Massive browser hijack: 2.3 million Chrome and Edge users are infected by extensions that convert into Trojan horses

Before a version bump made 18 extensions into deadly trojans without any user involvement, their codebases were "squeaky clean," sometimes for years. Although more than 2.3 million people have recently been infiltrated, security experts caution that there are still many more extensions out there.

One of the extensions had more than 800 reviews, a Google certified symbol, and a highlighted position on the Chrome Web Store before it turned malicious.

The "Color Picker, Eyedropper - Geco colorpick" extension is one of the 18 that were recently modified to include harmful malware, according to Koi Security experts.

According to the researchers, "this is a well-designed Trojan horse that offers precisely what it promises (a working color picker) while simultaneously hijacking your browser, persistently maintaining a command and control backdoor, and tracking every page you visit."

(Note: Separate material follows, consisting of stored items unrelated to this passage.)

//! SRS live-status poller.
//!
//! Polls the SRS HTTP API for publishing streams and keeps one monitor
//! running per live stream: newly published streams are started under their
//! SRS app as namespace, streams that stop publishing are stopped.

use std::collections::BTreeMap;
use std::time::Duration;

use reqwest::{Client, Url};
use serde::Deserialize;
use tokio::sync::watch;
use tokio::time::MissedTickBehavior;

use reallive_common::ids::normalize_stream_key;

use crate::config::DEFAULT_NAMESPACE;
use crate::error::ConnectError;
use crate::monitor::MonitorRegistry;

const REQUEST_TIMEOUT: Duration = Duration::from_secs(5);

// ── SRS API response ────────────────────────────────────────────────

#[derive(Debug, Clone, Default, Deserialize)]
#[serde(default)]
pub struct StreamsResponse {
    pub code: i64,
    pub streams: Vec<SrsStream>,
}

#[derive(Debug, Clone, Default, Deserialize)]
#[serde(default)]
pub struct SrsStream {
    pub name: String,
    pub app: Option<String>,
    pub publish: SrsPublish,
}

#[derive(Debug, Clone, Default, Deserialize)]
#[serde(default)]
pub struct SrsPublish {
    pub active: bool,
}

/// `stream_id → namespace` for every stream currently publishing.
pub fn active_streams(response: &StreamsResponse) -> BTreeMap<String, String> {
    response
        .streams
        .iter()
        .filter(|s| s.publish.active)
        .filter_map(|s| {
            let stream_id = normalize_stream_key(&s.name);
            if stream_id.is_empty() {
                return None;
            }
            let namespace = s
                .app
                .as_deref()
                .map(str::trim)
                .filter(|app| !app.is_empty())
                .unwrap_or(DEFAULT_NAMESPACE)
                .to_string();
            Some((stream_id, namespace))
        })
        .collect()
}

/// `{api}/api/v1/streams/`
pub fn streams_url(api: &Url) -> Url {
    let mut url = api.clone();
    if let Ok(mut segments) = url.path_segments_mut() {
        segments.pop_if_empty().extend(["api", "v1", "streams", ""]);
    }
    url
}

// ── Poller ──────────────────────────────────────────────────────────

pub struct LivePoller {
    registry: MonitorRegistry,
    client: Client,
    url: Url,
    interval: Duration,
    /// Streams this poller started, with the namespace they run under.
    started: BTreeMap<String, String>,
}

impl LivePoller {
    pub fn new(
        registry: MonitorRegistry,
        api: &Url,
        interval: Duration,
    ) -> Result<Self, ConnectError> {
        let client = Client::builder().timeout(REQUEST_TIMEOUT).build()?;
        Ok(Self {
            registry,
            client,
            url: streams_url(api),
            interval,
            started: BTreeMap::new(),
        })
    }

    async fn fetch(&self) -> Result<StreamsResponse, ConnectError> {
        let response = self.client.get(self.url.clone()).send().await?;
        let status = response.status();
        if !status.is_success() {
            return Err(ConnectError::Status(status.as_u16()));
        }
        let body: StreamsResponse = response.json().await?;
        if body.code != 0 {
            return Err(ConnectError::Api(body.code));
        }
        Ok(body)
    }

    /// Start and stop monitors so they match `current`.
    pub async fn reconcile(&mut self, current: BTreeMap<String, String>) {
        for (stream_id, namespace) in &current {
            if self.started.get(stream_id) != Some(namespace) {
                tracing::info!(stream_id = %stream_id, namespace = %namespace, "stream went live");
                self.registry.start(stream_id, namespace).await;
            }
        }
        for stream_id in self.started.keys() {
            if !current.contains_key(stream_id) {
                tracing::info!(stream_id = %stream_id, "stream no longer publishing");
                self.registry.stop(stream_id).await;
            }
        }
        self.started = current;
    }

    pub async fn run(mut self, mut shutdown: watch::Receiver<bool>) {
        tracing::info!(
            url = %self.url,
            interval_ms = self.interval.as_millis() as u64,
            "live-status poller started"
        );
        let mut ticker = tokio::time::interval(self.interval);
        ticker.set_missed_tick_behavior(MissedTickBehavior::Delay);

        loop {
            tokio::select! {
                _ = ticker.tick() => {
                    match self.fetch().await {
                        Ok(response) => self.reconcile(active_streams(&response)).await,
                        Err(e) => tracing::warn!(error = %e, "SRS stream poll failed"),
                    }
                }
                _ = shutdown.changed() => break,
            }
        }
        tracing::info!("live-status poller stopped");
    }
}
//! Telemetry data models.
//!
//! These are the normalized forms of what cameras report over SEI. The
//! cache stores them and hands owned copies to readers; field names
//! serialize in camelCase for the query layer.

use serde::{Deserialize, Serialize};

// ── Device telemetry ────────────────────────────────────────────────

/// Latest device health report from one camera.
#[derive(Debug, Clone, Default, PartialEq, Serialize, Deserialize)]
#[serde(rename_all = "camelCase")]
pub struct TelemetrySnapshot {
    /// Overall CPU load, 0–100, one decimal.
    pub cpu_pct: f64,
    /// Per-core CPU load, each 0–100, one decimal.
    pub cpu_core_pct: Vec<f64>,
    pub memory_pct: f64,
    pub storage_pct: f64,
    pub memory_used_mb: f64,
    pub memory_total_mb: f64,
    pub storage_used_gb: f64,
    pub storage_total_gb: f64,
}

/// One entry of the telemetry history ring.
#[derive(Debug, Clone, Default, PartialEq, Serialize, Deserialize)]
#[serde(rename_all = "camelCase")]
pub struct TelemetrySample {
    /// Sample time, Unix milliseconds.
    pub ts: i64,
    pub cpu_pct: f64,
    pub cpu_core_pct: Vec<f64>,
    pub memory_pct: f64,
    pub storage_pct: f64,
    pub storage_used_gb: f64,
    pub storage_total_gb: f64,
}

impl TelemetrySample {
    pub fn from_snapshot(ts: i64, snapshot: &TelemetrySnapshot) -> Self {
        Self {
            ts,
            cpu_pct: snapshot.cpu_pct,
            cpu_core_pct: snapshot.cpu_core_pct.clone(),
            memory_pct: snapshot.memory_pct,
            storage_pct: snapshot.storage_pct,
            storage_used_gb: snapshot.storage_used_gb,
            storage_total_gb: snapshot.storage_total_gb,
        }
    }
}

// ── Person detection ────────────────────────────────────────────────

/// Detection bounding box in frame pixels.
#[derive(Debug, Clone, Copy, Default, PartialEq, Eq, Hash, Serialize, Deserialize)]
pub struct BoundingBox {
    pub x: u32,
    pub y: u32,
    pub w: u32,
    pub h: u32,
}

impl BoundingBox {
    /// A box with zero width or height does not describe a detection.
    pub fn has_area(&self) -> bool {
        self.w > 0 && self.h > 0
    }
}

/// Current person-detection state of a camera.
#[derive(Debug, Clone, Default, PartialEq, Serialize, Deserialize)]
pub struct PersonState {
    /// Never true without a box that has area.
    pub active: bool,
    /// Confidence, 0–1, three decimals.
    pub score: f64,
    /// Unix milliseconds.
    pub ts: i64,
    pub bbox: BoundingBox,
}

#[derive(Debug, Clone, Copy, PartialEq, Eq, Hash, Serialize, Deserialize)]
pub enum PersonEventKind {
    #[serde(rename = "person-detected")]
    PersonDetected,
}

impl std::fmt::Display for PersonEventKind {
    fn fmt(&self, f: &mut std::fmt::Formatter<'_>) -> std::fmt::Result {
        match self {
            PersonEventKind::PersonDetected => write!(f, "person-detected"),
        }
    }
}

/// One discrete person-detection occurrence.
#[derive(Debug, Clone, PartialEq, Serialize, Deserialize)]
pub struct PersonEvent {
    #[serde(rename = "type")]
    pub kind: PersonEventKind,
    /// Unix milliseconds.
    pub ts: i64,
    pub score: f64,
    pub bbox: BoundingBox,
}

/// Deduplication identity. Events differing only in score collide.
pub type PersonEventKey = (PersonEventKind, i64, u32, u32, u32, u32);

impl PersonEvent {
    pub fn dedup_key(&self) -> PersonEventKey {
        (
            self.kind,
            self.ts,
            self.bbox.x,
            self.bbox.y,
            self.bbox.w,
            self.bbox.h,
        )
    }
}

// ── Read snapshot ───────────────────────────────────────────────────

/// Everything the cache knows about one stream, as an owned copy.
#[derive(Debug, Clone, Default, PartialEq, Serialize, Deserialize)]
#[serde(rename_all = "camelCase")]
pub struct SeiInfo {
    /// Last mutation, Unix milliseconds.
    pub updated_at: i64,
    pub telemetry: Option<TelemetrySnapshot>,
    pub telemetry_history: Vec<TelemetrySample>,
    pub camera_config: Option<serde_json::Map<String, serde_json::Value>>,
    pub configurable: Option<serde_json::Map<String, serde_json::Value>>,
    pub person: Option<PersonState>,
    /// Most recent events, oldest first.
    pub person_events: Vec<PersonEvent>,
}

One of the biggest browser hijacking campaigns, RedDirection is a smart effort that has affected over 2.3 million users of Chrome and Edge.

From the beginning, none of the 18 extensions were malevolent. Emoji keyboards, weather predictions, video speed controllers, volume boosters, YouTube blockers, dark themes, and other tools were common productivity or entertainment tools.

According to the research, "these malicious versions auto-installed surreptitiously because of the way Google and Microsoft manage browser extension upgrades."

"Avoid phishing. Don't use social engineering. Silent version spikes in trusted extensions transformed productivity tools into spying spyware.

While verification procedures were unable to identify harmful alterations, the threat actor was able to effectively exploit big tech's platforms to expand the reach of their infection.